Data items>
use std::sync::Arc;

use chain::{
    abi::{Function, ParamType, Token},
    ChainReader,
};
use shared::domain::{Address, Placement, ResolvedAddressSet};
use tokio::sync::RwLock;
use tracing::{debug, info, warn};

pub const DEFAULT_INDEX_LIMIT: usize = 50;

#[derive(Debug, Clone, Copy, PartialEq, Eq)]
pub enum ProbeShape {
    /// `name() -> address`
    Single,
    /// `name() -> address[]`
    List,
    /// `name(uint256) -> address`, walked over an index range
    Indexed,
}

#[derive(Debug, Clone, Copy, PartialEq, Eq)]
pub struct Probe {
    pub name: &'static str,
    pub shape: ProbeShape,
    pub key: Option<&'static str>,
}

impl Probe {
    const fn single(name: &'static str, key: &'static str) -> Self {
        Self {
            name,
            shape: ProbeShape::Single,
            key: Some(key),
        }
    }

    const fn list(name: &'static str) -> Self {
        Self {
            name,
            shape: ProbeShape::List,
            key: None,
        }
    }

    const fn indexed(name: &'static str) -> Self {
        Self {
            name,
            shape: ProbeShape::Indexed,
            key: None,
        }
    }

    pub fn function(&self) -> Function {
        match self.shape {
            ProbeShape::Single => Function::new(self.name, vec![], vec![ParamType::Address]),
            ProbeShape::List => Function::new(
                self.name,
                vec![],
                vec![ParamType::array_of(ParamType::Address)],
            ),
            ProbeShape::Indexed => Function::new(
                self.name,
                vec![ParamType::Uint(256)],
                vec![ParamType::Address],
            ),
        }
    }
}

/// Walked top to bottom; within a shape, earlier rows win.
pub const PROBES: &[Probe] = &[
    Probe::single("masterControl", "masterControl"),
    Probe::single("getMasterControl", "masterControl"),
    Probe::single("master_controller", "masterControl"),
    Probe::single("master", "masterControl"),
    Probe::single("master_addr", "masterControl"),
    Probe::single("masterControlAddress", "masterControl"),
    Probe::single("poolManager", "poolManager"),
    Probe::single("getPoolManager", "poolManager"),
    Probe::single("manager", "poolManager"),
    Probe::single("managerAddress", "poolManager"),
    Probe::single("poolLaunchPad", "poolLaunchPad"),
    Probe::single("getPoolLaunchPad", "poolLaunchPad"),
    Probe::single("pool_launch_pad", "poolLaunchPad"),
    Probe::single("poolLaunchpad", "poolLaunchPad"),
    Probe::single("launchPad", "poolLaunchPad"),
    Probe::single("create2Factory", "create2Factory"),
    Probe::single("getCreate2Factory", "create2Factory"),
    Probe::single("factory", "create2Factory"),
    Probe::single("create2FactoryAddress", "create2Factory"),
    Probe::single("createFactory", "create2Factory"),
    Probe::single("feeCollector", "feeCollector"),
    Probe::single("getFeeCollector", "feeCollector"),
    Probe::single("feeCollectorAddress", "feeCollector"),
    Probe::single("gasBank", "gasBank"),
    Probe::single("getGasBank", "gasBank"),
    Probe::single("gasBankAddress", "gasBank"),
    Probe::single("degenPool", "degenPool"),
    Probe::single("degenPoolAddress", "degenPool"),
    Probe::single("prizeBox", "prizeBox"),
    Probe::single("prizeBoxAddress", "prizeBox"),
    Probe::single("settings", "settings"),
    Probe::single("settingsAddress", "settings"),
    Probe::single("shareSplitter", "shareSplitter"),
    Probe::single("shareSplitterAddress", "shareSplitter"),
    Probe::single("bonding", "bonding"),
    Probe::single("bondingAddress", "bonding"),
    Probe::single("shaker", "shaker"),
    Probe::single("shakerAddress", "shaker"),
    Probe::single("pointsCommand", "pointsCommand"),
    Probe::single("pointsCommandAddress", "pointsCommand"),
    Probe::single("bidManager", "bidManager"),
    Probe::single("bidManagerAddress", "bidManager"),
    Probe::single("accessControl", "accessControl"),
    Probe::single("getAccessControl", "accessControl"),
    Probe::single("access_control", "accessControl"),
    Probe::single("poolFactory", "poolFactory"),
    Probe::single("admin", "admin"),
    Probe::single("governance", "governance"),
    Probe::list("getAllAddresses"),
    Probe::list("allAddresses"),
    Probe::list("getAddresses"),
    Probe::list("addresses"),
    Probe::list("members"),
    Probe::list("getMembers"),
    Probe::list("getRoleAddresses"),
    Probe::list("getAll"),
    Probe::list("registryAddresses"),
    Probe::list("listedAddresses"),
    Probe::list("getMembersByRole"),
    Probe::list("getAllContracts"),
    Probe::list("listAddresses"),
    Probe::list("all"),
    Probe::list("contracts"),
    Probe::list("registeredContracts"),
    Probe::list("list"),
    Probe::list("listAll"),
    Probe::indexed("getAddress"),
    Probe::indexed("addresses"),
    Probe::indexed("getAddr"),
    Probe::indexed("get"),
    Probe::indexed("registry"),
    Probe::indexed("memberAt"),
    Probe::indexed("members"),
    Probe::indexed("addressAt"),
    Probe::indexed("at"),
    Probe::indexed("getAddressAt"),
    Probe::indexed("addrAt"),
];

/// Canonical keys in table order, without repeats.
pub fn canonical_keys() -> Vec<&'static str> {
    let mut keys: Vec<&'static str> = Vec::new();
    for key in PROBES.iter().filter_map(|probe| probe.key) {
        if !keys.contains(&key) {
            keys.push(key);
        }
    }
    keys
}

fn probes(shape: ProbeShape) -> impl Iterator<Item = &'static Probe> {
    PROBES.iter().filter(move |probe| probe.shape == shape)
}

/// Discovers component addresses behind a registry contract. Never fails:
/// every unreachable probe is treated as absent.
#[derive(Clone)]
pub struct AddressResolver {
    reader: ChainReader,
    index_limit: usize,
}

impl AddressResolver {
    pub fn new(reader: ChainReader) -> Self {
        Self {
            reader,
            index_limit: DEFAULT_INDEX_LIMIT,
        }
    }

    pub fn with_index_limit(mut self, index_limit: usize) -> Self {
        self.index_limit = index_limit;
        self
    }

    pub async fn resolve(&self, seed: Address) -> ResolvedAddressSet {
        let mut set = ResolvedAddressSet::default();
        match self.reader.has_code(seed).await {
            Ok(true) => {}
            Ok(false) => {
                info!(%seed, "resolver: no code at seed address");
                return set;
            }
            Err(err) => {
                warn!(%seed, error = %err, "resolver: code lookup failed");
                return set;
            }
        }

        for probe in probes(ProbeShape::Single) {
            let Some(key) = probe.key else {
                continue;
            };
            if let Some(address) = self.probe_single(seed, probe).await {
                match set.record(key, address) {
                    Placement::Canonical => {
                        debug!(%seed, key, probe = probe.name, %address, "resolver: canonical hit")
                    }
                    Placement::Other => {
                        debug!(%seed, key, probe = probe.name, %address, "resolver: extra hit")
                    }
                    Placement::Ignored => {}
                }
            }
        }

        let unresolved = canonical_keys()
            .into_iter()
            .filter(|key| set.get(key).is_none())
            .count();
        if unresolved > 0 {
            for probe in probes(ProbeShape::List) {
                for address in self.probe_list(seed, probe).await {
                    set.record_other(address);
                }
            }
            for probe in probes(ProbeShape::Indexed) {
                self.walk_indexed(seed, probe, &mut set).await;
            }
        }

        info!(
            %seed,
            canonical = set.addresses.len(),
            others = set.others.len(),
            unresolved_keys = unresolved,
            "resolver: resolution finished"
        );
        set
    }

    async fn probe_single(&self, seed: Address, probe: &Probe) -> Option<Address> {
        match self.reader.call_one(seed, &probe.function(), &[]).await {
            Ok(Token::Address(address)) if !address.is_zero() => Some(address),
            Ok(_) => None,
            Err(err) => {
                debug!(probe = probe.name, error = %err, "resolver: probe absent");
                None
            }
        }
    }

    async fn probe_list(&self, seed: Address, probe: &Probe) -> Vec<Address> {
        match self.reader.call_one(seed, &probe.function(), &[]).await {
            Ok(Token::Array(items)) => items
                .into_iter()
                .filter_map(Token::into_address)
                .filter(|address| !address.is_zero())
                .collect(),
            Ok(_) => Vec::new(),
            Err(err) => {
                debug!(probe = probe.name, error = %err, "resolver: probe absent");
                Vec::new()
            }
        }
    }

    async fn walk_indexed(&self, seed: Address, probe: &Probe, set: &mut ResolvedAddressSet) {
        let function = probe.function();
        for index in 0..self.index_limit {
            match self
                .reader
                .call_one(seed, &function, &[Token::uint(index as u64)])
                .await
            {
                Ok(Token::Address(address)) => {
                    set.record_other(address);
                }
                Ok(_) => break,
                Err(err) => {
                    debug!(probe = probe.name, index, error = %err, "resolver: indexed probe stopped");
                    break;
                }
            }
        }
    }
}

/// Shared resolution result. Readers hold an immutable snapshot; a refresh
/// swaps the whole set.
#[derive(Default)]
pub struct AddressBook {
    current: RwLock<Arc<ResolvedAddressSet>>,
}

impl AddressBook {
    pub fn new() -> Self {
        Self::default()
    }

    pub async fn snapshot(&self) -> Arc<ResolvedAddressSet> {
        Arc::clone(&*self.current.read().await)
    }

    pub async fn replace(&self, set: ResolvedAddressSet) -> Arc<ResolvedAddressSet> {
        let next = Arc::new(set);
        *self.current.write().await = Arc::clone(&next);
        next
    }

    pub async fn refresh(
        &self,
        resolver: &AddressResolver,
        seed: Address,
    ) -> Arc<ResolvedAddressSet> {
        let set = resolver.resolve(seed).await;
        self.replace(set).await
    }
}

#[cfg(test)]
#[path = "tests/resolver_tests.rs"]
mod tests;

--

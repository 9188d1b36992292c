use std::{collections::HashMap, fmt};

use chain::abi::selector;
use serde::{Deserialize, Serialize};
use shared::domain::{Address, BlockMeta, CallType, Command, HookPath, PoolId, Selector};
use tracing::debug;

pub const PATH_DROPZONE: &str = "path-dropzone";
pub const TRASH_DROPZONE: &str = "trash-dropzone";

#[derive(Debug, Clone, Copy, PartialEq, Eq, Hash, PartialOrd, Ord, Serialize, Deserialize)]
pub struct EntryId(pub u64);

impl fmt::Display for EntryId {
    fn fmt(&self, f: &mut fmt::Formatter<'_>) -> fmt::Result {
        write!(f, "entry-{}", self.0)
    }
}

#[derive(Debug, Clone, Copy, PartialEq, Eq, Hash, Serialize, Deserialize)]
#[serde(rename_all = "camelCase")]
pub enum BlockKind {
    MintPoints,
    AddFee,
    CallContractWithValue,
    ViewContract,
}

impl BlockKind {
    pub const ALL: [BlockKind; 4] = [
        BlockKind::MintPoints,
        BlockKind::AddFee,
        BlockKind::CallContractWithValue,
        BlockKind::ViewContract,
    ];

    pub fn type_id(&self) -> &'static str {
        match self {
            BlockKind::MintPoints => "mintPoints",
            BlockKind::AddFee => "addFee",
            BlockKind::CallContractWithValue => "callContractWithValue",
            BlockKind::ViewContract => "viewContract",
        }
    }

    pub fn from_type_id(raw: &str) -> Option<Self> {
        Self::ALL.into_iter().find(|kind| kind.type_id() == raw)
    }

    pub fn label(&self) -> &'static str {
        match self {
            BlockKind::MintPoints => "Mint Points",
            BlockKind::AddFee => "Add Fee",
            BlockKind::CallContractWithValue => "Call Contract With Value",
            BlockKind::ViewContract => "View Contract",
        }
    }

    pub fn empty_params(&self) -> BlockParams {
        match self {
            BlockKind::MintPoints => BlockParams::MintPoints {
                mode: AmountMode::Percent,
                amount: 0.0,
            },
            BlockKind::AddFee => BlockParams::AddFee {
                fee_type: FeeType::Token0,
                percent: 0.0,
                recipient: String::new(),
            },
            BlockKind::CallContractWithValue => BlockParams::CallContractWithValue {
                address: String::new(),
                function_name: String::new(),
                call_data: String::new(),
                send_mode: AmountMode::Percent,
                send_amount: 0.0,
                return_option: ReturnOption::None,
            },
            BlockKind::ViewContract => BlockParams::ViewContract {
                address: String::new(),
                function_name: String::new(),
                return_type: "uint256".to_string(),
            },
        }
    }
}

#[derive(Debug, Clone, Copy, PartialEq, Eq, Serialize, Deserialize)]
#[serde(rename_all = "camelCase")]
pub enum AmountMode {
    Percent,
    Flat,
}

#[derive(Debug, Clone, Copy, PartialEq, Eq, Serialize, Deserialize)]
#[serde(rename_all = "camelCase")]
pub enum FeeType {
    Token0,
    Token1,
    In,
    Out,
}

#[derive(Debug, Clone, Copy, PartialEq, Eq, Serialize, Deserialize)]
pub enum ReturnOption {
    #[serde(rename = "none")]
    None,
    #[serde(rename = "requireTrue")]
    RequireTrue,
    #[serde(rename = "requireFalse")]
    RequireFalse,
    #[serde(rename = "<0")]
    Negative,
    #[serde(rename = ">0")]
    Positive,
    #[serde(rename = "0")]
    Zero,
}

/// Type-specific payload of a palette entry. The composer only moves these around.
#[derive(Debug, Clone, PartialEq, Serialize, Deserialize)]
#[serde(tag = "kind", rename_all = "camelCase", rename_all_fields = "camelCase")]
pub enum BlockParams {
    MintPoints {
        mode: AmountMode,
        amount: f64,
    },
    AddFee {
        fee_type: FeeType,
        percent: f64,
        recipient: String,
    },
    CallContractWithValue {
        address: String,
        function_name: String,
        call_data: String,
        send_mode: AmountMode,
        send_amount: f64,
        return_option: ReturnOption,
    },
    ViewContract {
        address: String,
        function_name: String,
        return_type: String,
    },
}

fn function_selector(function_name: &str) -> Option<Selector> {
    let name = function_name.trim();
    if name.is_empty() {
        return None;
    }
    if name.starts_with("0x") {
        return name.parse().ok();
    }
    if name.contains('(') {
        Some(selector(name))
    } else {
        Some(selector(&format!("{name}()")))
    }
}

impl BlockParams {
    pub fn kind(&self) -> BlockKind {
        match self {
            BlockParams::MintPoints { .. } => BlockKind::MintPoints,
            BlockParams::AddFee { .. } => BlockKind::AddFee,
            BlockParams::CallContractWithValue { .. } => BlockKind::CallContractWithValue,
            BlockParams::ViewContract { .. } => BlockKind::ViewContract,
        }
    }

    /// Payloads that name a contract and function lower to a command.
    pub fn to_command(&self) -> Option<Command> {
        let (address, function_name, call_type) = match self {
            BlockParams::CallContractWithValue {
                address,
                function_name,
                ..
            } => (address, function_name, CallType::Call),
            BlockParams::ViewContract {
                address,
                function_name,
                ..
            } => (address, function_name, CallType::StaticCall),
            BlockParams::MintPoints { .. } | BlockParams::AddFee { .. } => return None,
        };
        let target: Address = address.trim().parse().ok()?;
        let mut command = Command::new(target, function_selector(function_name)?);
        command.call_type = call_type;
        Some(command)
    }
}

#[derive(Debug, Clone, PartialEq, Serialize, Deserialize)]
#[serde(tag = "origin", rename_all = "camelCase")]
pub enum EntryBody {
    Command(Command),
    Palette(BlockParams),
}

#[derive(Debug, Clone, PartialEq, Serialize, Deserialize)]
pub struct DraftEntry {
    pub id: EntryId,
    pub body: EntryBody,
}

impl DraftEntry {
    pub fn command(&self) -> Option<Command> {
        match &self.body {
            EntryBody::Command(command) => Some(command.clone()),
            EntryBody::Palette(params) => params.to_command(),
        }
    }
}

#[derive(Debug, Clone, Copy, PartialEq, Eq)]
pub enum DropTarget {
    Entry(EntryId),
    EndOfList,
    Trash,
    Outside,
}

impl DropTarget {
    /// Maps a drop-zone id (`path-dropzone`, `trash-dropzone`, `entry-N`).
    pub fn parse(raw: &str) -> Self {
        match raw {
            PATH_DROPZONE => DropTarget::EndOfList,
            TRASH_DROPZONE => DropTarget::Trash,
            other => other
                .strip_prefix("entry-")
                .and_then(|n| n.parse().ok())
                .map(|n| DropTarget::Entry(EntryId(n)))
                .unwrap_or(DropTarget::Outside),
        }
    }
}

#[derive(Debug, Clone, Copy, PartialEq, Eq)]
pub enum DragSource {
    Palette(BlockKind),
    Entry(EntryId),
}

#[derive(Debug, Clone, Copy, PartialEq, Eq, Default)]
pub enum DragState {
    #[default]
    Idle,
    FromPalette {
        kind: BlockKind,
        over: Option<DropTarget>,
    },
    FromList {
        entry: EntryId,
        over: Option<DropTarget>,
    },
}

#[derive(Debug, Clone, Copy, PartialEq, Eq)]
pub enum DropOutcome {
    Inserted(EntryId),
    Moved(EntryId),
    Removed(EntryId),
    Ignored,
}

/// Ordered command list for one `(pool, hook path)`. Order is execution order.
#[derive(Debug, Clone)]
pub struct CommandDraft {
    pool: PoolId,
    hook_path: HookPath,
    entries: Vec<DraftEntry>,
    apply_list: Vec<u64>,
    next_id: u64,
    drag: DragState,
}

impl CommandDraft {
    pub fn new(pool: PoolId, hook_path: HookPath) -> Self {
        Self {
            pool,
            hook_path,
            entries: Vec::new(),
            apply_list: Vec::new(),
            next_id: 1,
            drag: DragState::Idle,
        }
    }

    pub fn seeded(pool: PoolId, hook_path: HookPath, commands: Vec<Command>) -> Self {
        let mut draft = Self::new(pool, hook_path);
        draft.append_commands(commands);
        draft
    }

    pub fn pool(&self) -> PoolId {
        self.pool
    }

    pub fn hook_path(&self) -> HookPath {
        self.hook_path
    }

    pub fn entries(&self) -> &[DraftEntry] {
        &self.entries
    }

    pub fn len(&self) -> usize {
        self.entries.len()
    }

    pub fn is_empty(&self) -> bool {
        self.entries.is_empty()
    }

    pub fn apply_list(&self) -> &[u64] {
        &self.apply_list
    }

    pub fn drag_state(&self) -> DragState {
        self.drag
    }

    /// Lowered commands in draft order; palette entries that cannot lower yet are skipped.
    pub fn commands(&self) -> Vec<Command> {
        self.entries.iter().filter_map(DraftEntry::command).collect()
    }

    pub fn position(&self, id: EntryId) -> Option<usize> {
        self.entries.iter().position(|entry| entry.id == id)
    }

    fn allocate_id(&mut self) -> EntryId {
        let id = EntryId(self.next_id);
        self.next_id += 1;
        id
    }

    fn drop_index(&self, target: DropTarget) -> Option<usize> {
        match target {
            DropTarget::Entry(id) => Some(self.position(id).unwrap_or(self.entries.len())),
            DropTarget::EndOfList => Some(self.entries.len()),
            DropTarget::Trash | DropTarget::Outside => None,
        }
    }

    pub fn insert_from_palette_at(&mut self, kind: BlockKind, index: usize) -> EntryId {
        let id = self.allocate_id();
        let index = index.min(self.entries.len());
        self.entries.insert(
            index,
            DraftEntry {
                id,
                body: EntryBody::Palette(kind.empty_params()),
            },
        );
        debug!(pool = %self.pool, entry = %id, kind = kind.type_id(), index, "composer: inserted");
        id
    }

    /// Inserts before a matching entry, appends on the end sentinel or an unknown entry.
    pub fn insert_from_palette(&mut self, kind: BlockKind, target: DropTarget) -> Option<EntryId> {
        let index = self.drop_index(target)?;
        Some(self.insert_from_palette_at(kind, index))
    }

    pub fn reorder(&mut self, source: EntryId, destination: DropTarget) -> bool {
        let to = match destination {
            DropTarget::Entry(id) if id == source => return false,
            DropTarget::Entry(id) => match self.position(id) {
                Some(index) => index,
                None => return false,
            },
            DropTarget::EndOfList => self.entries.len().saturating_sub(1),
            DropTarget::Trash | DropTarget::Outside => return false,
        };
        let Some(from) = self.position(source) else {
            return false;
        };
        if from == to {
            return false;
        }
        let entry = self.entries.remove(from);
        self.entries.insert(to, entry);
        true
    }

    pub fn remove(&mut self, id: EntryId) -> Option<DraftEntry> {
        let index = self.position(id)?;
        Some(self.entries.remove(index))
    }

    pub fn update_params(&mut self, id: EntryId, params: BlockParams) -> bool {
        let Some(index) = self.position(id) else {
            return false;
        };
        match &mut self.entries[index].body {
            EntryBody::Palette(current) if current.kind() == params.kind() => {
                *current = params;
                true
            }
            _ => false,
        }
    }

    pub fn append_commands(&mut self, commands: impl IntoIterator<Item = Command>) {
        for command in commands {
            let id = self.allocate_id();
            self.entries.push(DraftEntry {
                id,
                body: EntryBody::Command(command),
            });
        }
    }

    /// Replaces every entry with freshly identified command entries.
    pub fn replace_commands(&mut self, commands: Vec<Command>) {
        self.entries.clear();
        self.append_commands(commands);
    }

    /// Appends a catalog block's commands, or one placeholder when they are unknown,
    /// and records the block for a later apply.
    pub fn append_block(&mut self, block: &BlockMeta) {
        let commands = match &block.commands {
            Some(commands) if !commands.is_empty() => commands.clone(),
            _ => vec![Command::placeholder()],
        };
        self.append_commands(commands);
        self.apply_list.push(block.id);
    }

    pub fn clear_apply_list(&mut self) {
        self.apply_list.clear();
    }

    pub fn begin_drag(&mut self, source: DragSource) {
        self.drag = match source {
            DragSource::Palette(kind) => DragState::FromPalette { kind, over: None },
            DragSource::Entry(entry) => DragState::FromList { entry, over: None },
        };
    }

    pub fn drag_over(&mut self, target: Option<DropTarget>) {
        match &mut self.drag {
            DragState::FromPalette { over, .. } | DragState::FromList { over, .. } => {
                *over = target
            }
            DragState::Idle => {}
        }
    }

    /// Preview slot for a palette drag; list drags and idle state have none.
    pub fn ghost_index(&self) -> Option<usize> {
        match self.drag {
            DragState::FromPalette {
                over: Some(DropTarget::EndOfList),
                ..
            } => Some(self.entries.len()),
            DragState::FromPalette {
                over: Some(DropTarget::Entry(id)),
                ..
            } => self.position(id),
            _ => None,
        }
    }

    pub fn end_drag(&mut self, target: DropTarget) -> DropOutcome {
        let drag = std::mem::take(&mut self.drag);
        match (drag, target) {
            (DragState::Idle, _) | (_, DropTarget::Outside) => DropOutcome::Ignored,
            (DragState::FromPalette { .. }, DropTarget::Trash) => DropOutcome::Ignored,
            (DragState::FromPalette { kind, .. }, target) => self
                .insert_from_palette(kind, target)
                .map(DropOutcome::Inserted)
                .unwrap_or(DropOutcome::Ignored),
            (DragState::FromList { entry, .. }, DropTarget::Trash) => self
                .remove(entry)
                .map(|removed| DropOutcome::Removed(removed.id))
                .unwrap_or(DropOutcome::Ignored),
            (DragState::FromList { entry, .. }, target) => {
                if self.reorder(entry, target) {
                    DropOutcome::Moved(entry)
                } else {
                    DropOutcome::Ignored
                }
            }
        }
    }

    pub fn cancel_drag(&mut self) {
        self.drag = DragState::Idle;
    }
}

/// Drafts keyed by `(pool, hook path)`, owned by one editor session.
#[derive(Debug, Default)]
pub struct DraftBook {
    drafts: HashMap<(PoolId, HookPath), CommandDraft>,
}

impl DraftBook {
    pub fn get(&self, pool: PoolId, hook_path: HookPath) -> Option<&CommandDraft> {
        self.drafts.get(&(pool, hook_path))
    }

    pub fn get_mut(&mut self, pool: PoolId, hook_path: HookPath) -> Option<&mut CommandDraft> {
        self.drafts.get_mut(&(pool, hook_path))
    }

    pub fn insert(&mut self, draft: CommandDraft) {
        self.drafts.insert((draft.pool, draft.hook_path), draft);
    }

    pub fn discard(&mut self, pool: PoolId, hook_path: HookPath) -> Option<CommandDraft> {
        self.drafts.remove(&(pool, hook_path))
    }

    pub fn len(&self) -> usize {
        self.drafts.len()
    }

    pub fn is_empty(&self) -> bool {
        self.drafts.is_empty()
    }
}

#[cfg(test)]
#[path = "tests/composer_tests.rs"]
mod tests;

Task description> Find the lines above that contain "impl" and report their number, without comment.

Response to the task> 12